/// Row types for the blog database
use chrono::{DateTime, Utc};
use serde::{Deserialize, Serialize};
use sqlx::FromRow;

/// Account record in the database
#[derive(Debug, Clone, FromRow, Serialize, Deserialize)]
pub struct Account {
    pub id: i64,
    pub username: String,
    pub email: String,
    #[serde(skip_serializing)]
    pub password_hash: String,
    pub avatar: Option<String>,
    pub activated: bool,
    pub created_at: DateTime<Utc>,
}

/// Account fields safe to show to any authenticated user
#[derive(Debug, Clone, PartialEq, Eq, FromRow, Serialize, Deserialize)]
pub struct PublicProfile {
    pub id: i64,
    pub username: String,
    pub avatar: Option<String>,
}

/// Profile returned by `GET /users/:uname`
#[derive(Debug, Clone, FromRow, Serialize, Deserialize)]
pub struct AccountView {
    pub id: i64,
    pub username: String,
    pub email: String,
    pub avatar: Option<String>,
    pub created_at: DateTime<Utc>,
}

impl From<Account> for AccountView {
    fn from(account: Account) -> Self {
        Self {
            id: account.id,
            username: account.username,
            email: account.email,
            avatar: account.avatar,
            created_at: account.created_at,
        }
    }
}

/// Post record joined with its author's username
#[derive(Debug, Clone, FromRow, Serialize, Deserialize)]
pub struct Post {
    pub id: i64,
    pub author_id: i64,
    pub author_username: String,
    pub title: String,
    pub text: String,
    pub likes: i64,
    pub created_at: DateTime<Utc>,
}

/// Comment record. `post_author_id` is copied from the post at write time.
#[derive(Debug, Clone, FromRow, Serialize, Deserialize)]
pub struct Comment {
    pub id: i64,
    pub post_id: i64,
    pub post_author_id: i64,
    pub author_id: i64,
    pub text: String,
    pub created_at: DateTime<Utc>,
}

● WORK REQUEST: Show the lines of the records above that mention "Comment".

● OUTPUT OF THE EXERCISE:
/// Comment record. `post_author_id` is copied from the post at write time.
pub struct Comment {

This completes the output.